I don't know what to do with my life. I don't think I can be a writer or a filmmaker; I don't think I have a way of reaching the people I mean to reach, and if I do I don't know that they can understand what I'm trying to tell them. I feel this way despite marginal success in these fields. In a sense, it is the worst place to be in, because I do have things to lose but also don't have enough influence to demand things, so I neither have the strength of an outsider nor the strength of an insider. I also don't think I can raise a child to be more successful than me, and I don't think I can help my friends. I'm not a nihilist, so I think this does matter and is disappointing.

I don't have belief left that allows me to continue to produce work. I don't think it will sell. I don't think it will be seen. I can't say that it deserves to be, because I don't believe in "deserves." I can't say I do it for my own pleasure, because I don't. It doesn't please me. I don't enjoy the process of working very hard for nothing. I don't enjoy the process of finding something delightful and then discovering that I am the only one who thinks so. I don't trust myself with even the simple act of getting through a conversation.

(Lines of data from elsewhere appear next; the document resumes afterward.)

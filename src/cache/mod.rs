//! Cache module for the Movie Catalog API
//!
//! A small key/value seam over Redis. The listing pipeline keeps its full
//! movie snapshot here and the rate limiter keeps its window counters here,
//! so both take a `&dyn CacheStore` and can be exercised against an
//! in-memory store in tests.

use std::future::Future;
use std::time::Duration;

use async_trait::async_trait;
use redis::aio::ConnectionManager;
use redis::AsyncCommands;
use serde::de::DeserializeOwned;
use serde::Serialize;
use thiserror::Error;
use tracing::{debug, info, warn};

/// Cache store errors
#[derive(Debug, Error)]
pub enum CacheError {
    #[error("Redis error: {0}")]
    Redis(#[from] redis::RedisError),

    #[error("Failed to encode cache payload: {0}")]
    Encode(#[from] serde_json::Error),

    #[error("Cache unavailable: {0}")]
    Unavailable(String),
}

/// Result type for cache operations
pub type CacheResult<T> = Result<T, CacheError>;

/// State of a fixed-window counter after an increment
#[derive(Debug, Clone, Copy, PartialEq, Eq)]
pub struct WindowCount {
    /// Hits recorded in the current window, including this one
    pub count: u64,
    /// Time until the window closes
    pub resets_in: Duration,
}

/// Key/value cache with expiry
#[async_trait]
pub trait CacheStore: Send + Sync {
    async fn get(&self, key: &str) -> CacheResult<Option<String>>;

    /// Store `value` under `key`, expiring after `ttl`
    async fn set_ex(&self, key: &str, value: &str, ttl: Duration) -> CacheResult<()>;

    async fn delete(&self, key: &str) -> CacheResult<()>;

    /// Count a hit against `key`; the first hit opens a window of length `window`
    async fn incr_window(&self, key: &str, window: Duration) -> CacheResult<WindowCount>;

    async fn ping(&self) -> CacheResult<()>;
}

/// Cache-aside read of a JSON value
///
/// Returns the cached value when `key` holds one that decodes as `T`.
/// Otherwise runs `fetch`, stores its result under `key` for `ttl` and returns
/// it. A payload that no longer decodes is logged and treated as a miss.
pub async fn get_or_set<T, E, F, Fut>(
    cache: &dyn CacheStore,
    key: &str,
    ttl: Duration,
    fetch: F,
) -> Result<T, E>
where
    T: Serialize + DeserializeOwned,
    E: From<CacheError>,
    F: FnOnce() -> Fut,
    Fut: Future<Output = Result<T, E>>,
{
    if let Some(payload) = cache.get(key).await? {
        match serde_json::from_str(&payload) {
            Ok(value) => {
                debug!("Cache hit for {}", key);
                return Ok(value);
            }
            Err(e) => warn!("Discarding unreadable cache entry {}: {}", key, e),
        }
    }

    debug!("Cache miss for {}", key);
    let fresh = fetch().await?;
    let payload = serde_json::to_string(&fresh).map_err(CacheError::from)?;
    cache.set_ex(key, &payload, ttl).await?;

    Ok(fresh)
}

/// Redis-backed [`CacheStore`]
#[derive(Clone)]
pub struct RedisCache {
    manager: ConnectionManager,
}

impl RedisCache {
    /// Connect to Redis
    ///
    /// The connection manager reconnects on its own after transient failures.
    pub async fn connect(redis_url: &str) -> CacheResult<Self> {
        let client = redis::Client::open(redis_url)?;
        let manager = client.get_connection_manager().await?;
        info!("Connected to Redis");
        Ok(Self { manager })
    }
}

#[async_trait]
impl CacheStore for RedisCache {
    async fn get(&self, key: &str) -> CacheResult<Option<String>> {
        let mut conn = self.manager.clone();
        Ok(conn.get(key).await?)
    }

    async fn set_ex(&self, key: &str, value: &str, ttl: Duration) -> CacheResult<()> {
        let mut conn = self.manager.clone();
        let _: () = conn.set_ex(key, value, ttl.as_secs().max(1)).await?;
        Ok(())
    }

    async fn delete(&self, key: &str) -> CacheResult<()> {
        let mut conn = self.manager.clone();
        let _: () = conn.del(key).await?;
        Ok(())
    }

    async fn incr_window(&self, key: &str, window: Duration) -> CacheResult<WindowCount> {
        let mut conn = self.manager.clone();
        let window_secs = window.as_secs().max(1) as i64;

        let count: u64 = conn.incr(key, 1u64).await?;
        if count == 1 {
            let _: () = conn.expire(key, window_secs).await?;
        }

        let ttl: i64 = conn.ttl(key).await?;
        let resets_in = if ttl > 0 {
            Duration::from_secs(ttl as u64)
        } else {
            // Counter lost its expiry; restart the window rather than block forever
            let _: () = conn.expire(key, window_secs).await?;
            Duration::from_secs(window_secs as u64)
        };

        Ok(WindowCount { count, resets_in })
    }

    async fn ping(&self) -> CacheResult<()> {
        let mut conn = self.manager.clone();
        let _pong: String = redis::cmd("PING").query_async(&mut conn).await?;
        Ok(())
    }
}
//! API Routes module for the Movie Catalog API
//!
//! Handlers are grouped by resource:
//! - [`movies`]: listing, lookup and writes under `/api/movies`
//! - [`dashboard`]: per-user statistics under `/api/dashboard`
//! - [`user`]: account lifecycle under `/api/user`

pub mod dashboard;
pub mod movies;
pub mod user;

use std::sync::Arc;
use std::time::Duration;

use actix_web::web;
use utoipa::OpenApi;

use crate::cache::CacheStore;
use crate::catalog::MovieWriter;
use crate::db::{MovieStore, UserStore};
use crate::email::Notifier;
use crate::models::{
    ApiError, AwardTotals, BoxOfficeTitle, DashboardStats, MessageResponse, Movie,
    MovieCreatedResponse, MovieDeletedResponse, MovieListResponse, MovieResponse, MovieType,
    MovieUpdatedResponse, NamedCount, OwnerBackfillResponse, Pagination, PopularGenre,
    ProfilePhotoRequest, Rated, RatedTitle, Rating, Role, SigninRequest, SignupRequest,
    TimelinePoint, UpdatePasswordRequest, User, UserResponse, VotedTitle,
};

/// Application state shared across handlers
pub struct AppState {
    pub movies: Arc<dyn MovieStore>,
    pub users: Arc<dyn UserStore>,
    pub cache: Arc<dyn CacheStore>,
    /// `None` when SMTP is not configured
    pub notifier: Option<Arc<dyn Notifier>>,
    /// Lifetime of the cached movie snapshot
    pub movie_cache_ttl: Duration,
    pub invalidate_cache_on_write: bool,
}

impl AppState {
    /// Write pipeline bound to this state's stores
    pub fn writer(&self) -> MovieWriter<'_> {
        MovieWriter {
            movies: self.movies.as_ref(),
            users: self.users.as_ref(),
            cache: self.cache.as_ref(),
            notifier: self.notifier.as_deref(),
            invalidate_on_write: self.invalidate_cache_on_write,
        }
    }
}

/// OpenAPI documentation
#[derive(OpenApi)]
#[openapi(
    info(
        title = "Movie Catalog API",
        version = "0.1.0",
        description = "Movie catalog with cached listing, per-user dashboards and account management",
        license(
            name = "MIT"
        )
    ),
    paths(
        movies::list_movies,
        movies::get_movie,
        movies::create_movie,
        movies::backfill_owners,
        movies::update_movie,
        movies::delete_movie,
        dashboard::get_dashboard,
        user::signup,
        user::signin,
        user::get_me,
        user::update_password,
        user::delete_me,
        user::update_profile_photo,
        user::logout
    ),
    components(
        schemas(
            Movie,
            Rated,
            MovieType,
            Rating,
            Pagination,
            MovieListResponse,
            MovieResponse,
            MovieCreatedResponse,
            MovieUpdatedResponse,
            MovieDeletedResponse,
            OwnerBackfillResponse,
            DashboardStats,
            AwardTotals,
            NamedCount,
            TimelinePoint,
            RatedTitle,
            VotedTitle,
            BoxOfficeTitle,
            PopularGenre,
            User,
            Role,
            SignupRequest,
            SigninRequest,
            UpdatePasswordRequest,
            ProfilePhotoRequest,
            UserResponse,
            MessageResponse,
            ApiError
        )
    ),
    tags(
        (name = "movies", description = "Movie catalog endpoints"),
        (name = "dashboard", description = "Per-user catalog statistics"),
        (name = "user", description = "Account endpoints")
    )
)]
pub struct ApiDoc;

/// Configure API routes
pub fn configure_routes(cfg: &mut web::ServiceConfig) {
    cfg.service(
        web::scope("/api")
            .configure(movies::configure_movie_routes)
            .configure(dashboard::configure_dashboard_routes)
            .configure(user::configure_user_routes),
    );
}
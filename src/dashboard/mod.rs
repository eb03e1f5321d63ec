//! Dashboard aggregation for a single user's catalog
//!
//! [`compute_dashboard`] loads the caller's movies once and [`aggregate`]
//! derives every statistic from that one snapshot, so the figures in a single
//! response always agree with each other.

use std::cmp::Ordering;
use std::collections::{BTreeMap, HashMap};

use serde::{Deserialize, Serialize};
use tracing::debug;
use utoipa::ToSchema;

use crate::db::MovieStore;
use crate::error::AppResult;
use crate::models::{Movie, MovieType};
use crate::parser::{leading_year, parse_awards, parse_box_office, year_bucket};

pub use crate::parser::AwardTotals;

/// Languages shown in the language distribution
const LANGUAGE_LIMIT: usize = 10;

/// Rating buckets as `(lower bound inclusive, upper bound exclusive, label)`
const RATING_BUCKETS: [(f64, f64, &str); 4] = [
    (0.0, 7.0, "< 7"),
    (7.0, 8.0, "7.0–7.9"),
    (8.0, 9.0, "8.0–8.9"),
    (9.0, 10.1, "9.0+"),
];

/// Label for ratings outside every bucket
const UNKNOWN_BUCKET: &str = "Unknown";

/// A labelled count in a distribution
#[derive(Debug, Clone, Serialize, Deserialize, PartialEq, Eq, ToSchema)]
pub struct NamedCount {
    pub name: String,
    pub value: u64,
}

/// Titles released in one year
#[derive(Debug, Clone, Serialize, Deserialize, PartialEq, Eq, ToSchema)]
pub struct TimelinePoint {
    /// Year bucket, the first four characters of the `year` field
    pub name: String,
    pub views: u64,
}

#[derive(Debug, Clone, Serialize, Deserialize, PartialEq, ToSchema)]
#[serde(rename_all = "camelCase")]
pub struct RatedTitle {
    #[serde(rename = "_id")]
    pub id: String,
    pub title: String,
    pub poster: Option<String>,
    pub imdb_rating: f64,
}

#[derive(Debug, Clone, Serialize, Deserialize, PartialEq, Eq, ToSchema)]
#[serde(rename_all = "camelCase")]
pub struct VotedTitle {
    #[serde(rename = "_id")]
    pub id: String,
    pub title: String,
    pub poster: Option<String>,
    pub imdb_votes: i64,
}

/// Title with the largest box office
#[derive(Debug, Clone, Serialize, Deserialize, PartialEq, Eq, ToSchema)]
pub struct BoxOfficeTitle {
    pub title: String,
    /// Box office exactly as stored, e.g. `"$292,587,330"`
    pub value: String,
    pub poster: Option<String>,
}

#[derive(Debug, Clone, Serialize, Deserialize, PartialEq, Eq, ToSchema)]
pub struct PopularGenre {
    pub name: String,
    pub count: u64,
}

/// Response for `GET /api/dashboard`
#[derive(Debug, Clone, Serialize, Deserialize, PartialEq, ToSchema)]
#[serde(rename_all = "camelCase")]
pub struct DashboardStats {
    pub found: bool,
    pub total_titles: u64,
    pub movies_count: u64,
    pub series_count: u64,
    /// Mean IMDb rating rounded to one decimal, 0 without titles
    pub avg_rating: f64,
    pub total_votes: i64,
    pub highest_rated: Option<RatedTitle>,
    pub most_voted: Option<VotedTitle>,
    /// Title with the latest leading year
    pub newest_release: Option<Movie>,
    /// Title with the earliest leading year
    pub oldest_release: Option<Movie>,
    pub highest_box_office: Option<BoxOfficeTitle>,
    pub total_awards: AwardTotals,
    pub most_popular_genre: Option<PopularGenre>,
    pub genre_distribution: Vec<NamedCount>,
    /// Ten most common languages
    pub language_distribution: Vec<NamedCount>,
    pub rating_distribution: Vec<NamedCount>,
    pub views_over_time: Vec<TimelinePoint>,
}

/// Load a user's movies and aggregate them
pub async fn compute_dashboard(store: &dyn MovieStore, user_id: &str) -> AppResult<DashboardStats> {
    let movies = store.movies_by_owner(user_id).await?;
    debug!("Aggregating dashboard over {} movies for {}", movies.len(), user_id);
    Ok(aggregate(&movies))
}

/// Aggregate dashboard statistics over one user's movies
pub fn aggregate(movies: &[Movie]) -> DashboardStats {
    let genre_distribution = distribution(movies.iter().flat_map(|m| m.genre.iter()));
    let mut language_distribution = distribution(movies.iter().flat_map(|m| m.language.iter()));
    language_distribution.truncate(LANGUAGE_LIMIT);

    let most_popular_genre = genre_distribution.first().map(|top| PopularGenre {
        name: top.name.clone(),
        count: top.value,
    });

    let mut total_awards = AwardTotals::default();
    for movie in movies {
        total_awards += parse_awards(movie.awards.as_deref());
    }

    DashboardStats {
        found: true,
        total_titles: movies.len() as u64,
        movies_count: count_type(movies, MovieType::Movie),
        series_count: count_type(movies, MovieType::Series),
        avg_rating: average_rating(movies),
        total_votes: movies.iter().map(|m| m.imdb_votes).fold(0, i64::saturating_add),
        highest_rated: first_extreme(movies, |m| Some(m.imdb_rating), greater).map(|m| {
            RatedTitle {
                id: m.id.clone(),
                title: m.title.clone(),
                poster: m.poster.clone(),
                imdb_rating: m.imdb_rating,
            }
        }),
        most_voted: first_extreme(movies, |m| Some(m.imdb_votes), greater).map(|m| VotedTitle {
            id: m.id.clone(),
            title: m.title.clone(),
            poster: m.poster.clone(),
            imdb_votes: m.imdb_votes,
        }),
        newest_release: first_extreme(movies, |m| leading_year(m.year.as_deref()), greater)
            .cloned(),
        oldest_release: first_extreme(movies, |m| leading_year(m.year.as_deref()), less).cloned(),
        highest_box_office: highest_box_office(movies),
        total_awards,
        most_popular_genre,
        genre_distribution,
        language_distribution,
        rating_distribution: rating_distribution(movies),
        views_over_time: timeline(movies),
    }
}

fn greater<K: PartialOrd>(candidate: &K, current: &K) -> bool {
    candidate.partial_cmp(current) == Some(Ordering::Greater)
}

fn less<K: PartialOrd>(candidate: &K, current: &K) -> bool {
    candidate.partial_cmp(current) == Some(Ordering::Less)
}

/// First movie whose key beats every earlier key; movies without a key are skipped
///
/// Ties keep the earliest movie, unlike `Iterator::max_by` which keeps the last.
fn first_extreme<K, F, B>(movies: &[Movie], key: F, beats: B) -> Option<&Movie>
where
    F: Fn(&Movie) -> Option<K>,
    B: Fn(&K, &K) -> bool,
{
    let mut best: Option<(&Movie, K)> = None;
    for movie in movies {
        let Some(candidate) = key(movie) else {
            continue;
        };
        let replace = match &best {
            Some((_, current)) => beats(&candidate, current),
            None => true,
        };
        if replace {
            best = Some((movie, candidate));
        }
    }
    best.map(|(movie, _)| movie)
}

fn count_type(movies: &[Movie], movie_type: MovieType) -> u64 {
    movies.iter().filter(|m| m.movie_type == movie_type).count() as u64
}

fn average_rating(movies: &[Movie]) -> f64 {
    if movies.is_empty() {
        return 0.0;
    }
    let mean = movies.iter().map(|m| m.imdb_rating).sum::<f64>() / movies.len() as f64;
    (mean * 10.0).round() / 10.0
}

/// Count occurrences, most common first, ties by name
fn distribution<'a>(values: impl Iterator<Item = &'a String>) -> Vec<NamedCount> {
    let mut counts: HashMap<&str, u64> = HashMap::new();
    for value in values {
        *counts.entry(value.as_str()).or_default() += 1;
    }

    let mut distribution: Vec<NamedCount> = counts
        .into_iter()
        .map(|(name, value)| NamedCount {
            name: name.to_string(),
            value,
        })
        .collect();
    distribution.sort_by(|a, b| b.value.cmp(&a.value).then_with(|| a.name.cmp(&b.name)));
    distribution
}

fn rating_bucket(rating: f64) -> &'static str {
    RATING_BUCKETS
        .iter()
        .find(|(low, high, _)| rating >= *low && rating < *high)
        .map(|(_, _, label)| *label)
        .unwrap_or(UNKNOWN_BUCKET)
}

/// Non-empty rating buckets in ascending order, `Unknown` last
fn rating_distribution(movies: &[Movie]) -> Vec<NamedCount> {
    let mut counts: HashMap<&str, u64> = HashMap::new();
    for movie in movies {
        *counts.entry(rating_bucket(movie.imdb_rating)).or_default() += 1;
    }

    RATING_BUCKETS
        .iter()
        .map(|(_, _, label)| *label)
        .chain(std::iter::once(UNKNOWN_BUCKET))
        .filter_map(|label| {
            counts.get(label).map(|&value| NamedCount {
                name: label.to_string(),
                value,
            })
        })
        .collect()
}

/// Titles per year bucket, ascending
fn timeline(movies: &[Movie]) -> Vec<TimelinePoint> {
    let mut years: BTreeMap<String, u64> = BTreeMap::new();
    for bucket in movies.iter().filter_map(|m| year_bucket(m.year.as_deref())) {
        *years.entry(bucket).or_default() += 1;
    }

    years
        .into_iter()
        .map(|(name, views)| TimelinePoint { name, views })
        .collect()
}

fn highest_box_office(movies: &[Movie]) -> Option<BoxOfficeTitle> {
    let movie = first_extreme(
        movies,
        |m| parse_box_office(m.box_office.as_deref()),
        greater,
    )?;

    Some(BoxOfficeTitle {
        title: movie.title.clone(),
        value: movie.box_office.clone().unwrap_or_default(),
        poster: movie.poster.clone(),
    })
}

I don't see the point of going on, other than the cost of not going on. Other people seem to like me as a behind the scenes person who smooths out problems, or as a teacher, but these are side effects and not objectives. I am not terribly interested in performing the wounded healer archetype. I am not interested in constantly rallying the troops for a battle I can't win; it seems false.

At this point, I don't know what I'm working toward, and I am not a person who can live a life without a purpose. I am not someone who can just "exist" and "be happy," because once again those are symptoms and not solutions. I am also not good at being happy. It is probably the area in which I am least talented. It would be like devoting my life to chin ups, which would strike me as wasteful rather than quixotic.

I don't have the slightest idea how to go on, other than in the simplest "body in a room" sense. I think even talking about it is just hurting people. I know there are people who like things I do, but of course they do. Those things are free and it's exciting to think you might know someone important. It's easy to like things when they don't cost you even the effort of finding them.

I don't know why today that is the day things that have gone on for a long time crossed over into being unbearable rather than simply disappointing. They just did.